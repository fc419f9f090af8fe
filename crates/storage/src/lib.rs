//! Durable blob storage.
//!
//! Package archives are the only durable state of a registry: every index is
//! rebuilt from whatever this layer lists at startup. Backends must therefore
//! never expose a partially written blob, see [`StorageBackend::write`].

pub mod backend;
pub mod error;
mod models;
mod path;

pub use crate::backend::StorageBackend;
pub use crate::models::FileInfo;
pub use crate::path::validate as validate_path;
use std::sync::Arc;

pub type BackendHandle = Arc<dyn StorageBackend + Send + Sync>;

──────

__PROBLEM REQUIREMENTS__
All of the entries above, written out exactly, make up the reply.

__SOLUTION TO THIS TASK__
repository fc419f9f090af8fe
filename crates/storage/src/lib.rs
//! Durable blob storage.
//!
//! Package archives are the only durable state of a registry: every index is
//! rebuilt from whatever this layer lists at startup. Backends must therefore
//! never expose a partially written blob, see [`StorageBackend::write`].

pub mod backend;
pub mod error;
mod models;
mod path;

pub use crate::backend::StorageBackend;
pub use crate::models::FileInfo;
pub use crate::path::validate as validate_path;
use std::sync::Arc;

pub type BackendHandle = Arc<dyn StorageBackend + Send + Sync>;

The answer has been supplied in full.